<<<<
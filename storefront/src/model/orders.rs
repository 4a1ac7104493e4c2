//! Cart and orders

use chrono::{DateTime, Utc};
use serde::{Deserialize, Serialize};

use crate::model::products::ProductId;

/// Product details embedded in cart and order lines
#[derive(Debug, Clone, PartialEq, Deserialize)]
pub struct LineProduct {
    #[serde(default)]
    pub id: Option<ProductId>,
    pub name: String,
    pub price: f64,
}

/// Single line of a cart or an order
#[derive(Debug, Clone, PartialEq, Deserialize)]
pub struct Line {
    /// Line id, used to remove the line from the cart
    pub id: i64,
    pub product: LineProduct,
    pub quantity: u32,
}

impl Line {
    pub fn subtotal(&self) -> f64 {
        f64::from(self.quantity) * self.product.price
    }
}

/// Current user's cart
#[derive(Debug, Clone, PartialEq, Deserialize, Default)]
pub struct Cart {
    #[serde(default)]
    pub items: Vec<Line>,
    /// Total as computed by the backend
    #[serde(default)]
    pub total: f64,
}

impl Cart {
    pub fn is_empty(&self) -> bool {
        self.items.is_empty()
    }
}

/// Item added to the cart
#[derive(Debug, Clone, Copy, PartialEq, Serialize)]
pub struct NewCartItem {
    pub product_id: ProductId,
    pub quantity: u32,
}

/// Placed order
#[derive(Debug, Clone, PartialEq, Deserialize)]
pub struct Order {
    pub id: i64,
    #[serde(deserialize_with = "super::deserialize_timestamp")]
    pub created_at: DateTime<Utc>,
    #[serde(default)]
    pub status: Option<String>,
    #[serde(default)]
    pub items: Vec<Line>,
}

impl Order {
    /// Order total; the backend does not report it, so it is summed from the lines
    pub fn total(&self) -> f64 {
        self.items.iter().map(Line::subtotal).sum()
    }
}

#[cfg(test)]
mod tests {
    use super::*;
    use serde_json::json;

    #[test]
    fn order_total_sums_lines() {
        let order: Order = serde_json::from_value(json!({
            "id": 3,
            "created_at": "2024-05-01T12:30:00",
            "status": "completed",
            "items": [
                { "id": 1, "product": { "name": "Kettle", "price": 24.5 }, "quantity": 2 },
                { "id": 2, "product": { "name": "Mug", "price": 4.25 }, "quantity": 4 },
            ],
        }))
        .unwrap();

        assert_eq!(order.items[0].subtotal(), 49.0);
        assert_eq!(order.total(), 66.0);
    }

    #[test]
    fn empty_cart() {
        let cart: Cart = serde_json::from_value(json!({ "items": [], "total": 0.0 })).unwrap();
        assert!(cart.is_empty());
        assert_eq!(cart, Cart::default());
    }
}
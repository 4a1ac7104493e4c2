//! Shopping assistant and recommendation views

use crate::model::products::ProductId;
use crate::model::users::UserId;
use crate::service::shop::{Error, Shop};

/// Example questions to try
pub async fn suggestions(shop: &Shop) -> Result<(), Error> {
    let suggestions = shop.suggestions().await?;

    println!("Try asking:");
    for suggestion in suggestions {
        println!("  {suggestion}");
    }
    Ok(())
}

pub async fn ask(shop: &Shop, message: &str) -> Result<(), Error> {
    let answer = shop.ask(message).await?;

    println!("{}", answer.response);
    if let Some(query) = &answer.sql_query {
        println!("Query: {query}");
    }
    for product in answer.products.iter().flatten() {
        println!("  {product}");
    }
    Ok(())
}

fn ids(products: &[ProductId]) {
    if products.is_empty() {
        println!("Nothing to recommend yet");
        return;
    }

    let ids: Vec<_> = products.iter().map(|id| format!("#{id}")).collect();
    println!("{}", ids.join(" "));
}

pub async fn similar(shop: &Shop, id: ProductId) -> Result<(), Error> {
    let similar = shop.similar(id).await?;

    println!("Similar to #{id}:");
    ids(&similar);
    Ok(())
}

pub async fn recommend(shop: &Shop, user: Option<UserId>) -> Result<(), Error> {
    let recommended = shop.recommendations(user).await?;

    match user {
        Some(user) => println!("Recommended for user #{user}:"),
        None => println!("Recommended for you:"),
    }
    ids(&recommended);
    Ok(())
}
>>>>
<<<<
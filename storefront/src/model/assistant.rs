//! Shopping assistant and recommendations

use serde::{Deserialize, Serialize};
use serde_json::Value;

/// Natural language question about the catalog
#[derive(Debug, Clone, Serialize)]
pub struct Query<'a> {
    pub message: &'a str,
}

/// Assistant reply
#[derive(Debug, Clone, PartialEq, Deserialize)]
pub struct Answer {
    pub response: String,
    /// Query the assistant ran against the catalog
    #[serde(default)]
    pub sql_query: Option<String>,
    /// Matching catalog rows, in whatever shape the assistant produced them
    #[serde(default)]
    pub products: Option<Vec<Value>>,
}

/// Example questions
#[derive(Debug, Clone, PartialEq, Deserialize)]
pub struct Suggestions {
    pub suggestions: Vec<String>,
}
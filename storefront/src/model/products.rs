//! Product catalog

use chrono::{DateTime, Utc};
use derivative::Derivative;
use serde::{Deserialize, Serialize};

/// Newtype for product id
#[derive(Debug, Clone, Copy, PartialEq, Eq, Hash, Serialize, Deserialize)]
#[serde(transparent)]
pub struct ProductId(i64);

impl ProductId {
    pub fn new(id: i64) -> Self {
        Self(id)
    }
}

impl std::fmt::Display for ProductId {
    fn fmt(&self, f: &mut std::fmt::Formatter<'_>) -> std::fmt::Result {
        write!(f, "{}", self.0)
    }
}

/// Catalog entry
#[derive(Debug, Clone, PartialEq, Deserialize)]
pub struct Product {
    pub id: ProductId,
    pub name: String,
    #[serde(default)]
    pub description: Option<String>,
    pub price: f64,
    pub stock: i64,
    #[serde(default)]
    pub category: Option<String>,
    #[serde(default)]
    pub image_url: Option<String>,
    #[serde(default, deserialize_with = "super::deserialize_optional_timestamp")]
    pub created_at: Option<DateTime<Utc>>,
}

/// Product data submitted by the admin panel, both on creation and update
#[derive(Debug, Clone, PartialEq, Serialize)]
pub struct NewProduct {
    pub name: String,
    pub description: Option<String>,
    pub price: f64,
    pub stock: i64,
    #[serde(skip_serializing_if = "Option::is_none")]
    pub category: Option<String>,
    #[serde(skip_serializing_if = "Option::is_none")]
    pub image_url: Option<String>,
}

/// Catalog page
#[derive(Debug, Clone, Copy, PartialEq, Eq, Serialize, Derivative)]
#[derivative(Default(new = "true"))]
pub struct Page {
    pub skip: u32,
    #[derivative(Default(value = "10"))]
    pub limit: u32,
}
>>>>
Wherever the word "filename" appears in a line of the data, copy that line.

filename storefront/src/model/orders.rs
filename storefront/src/model/assistant.rs
filename storefront/src/model/products.rs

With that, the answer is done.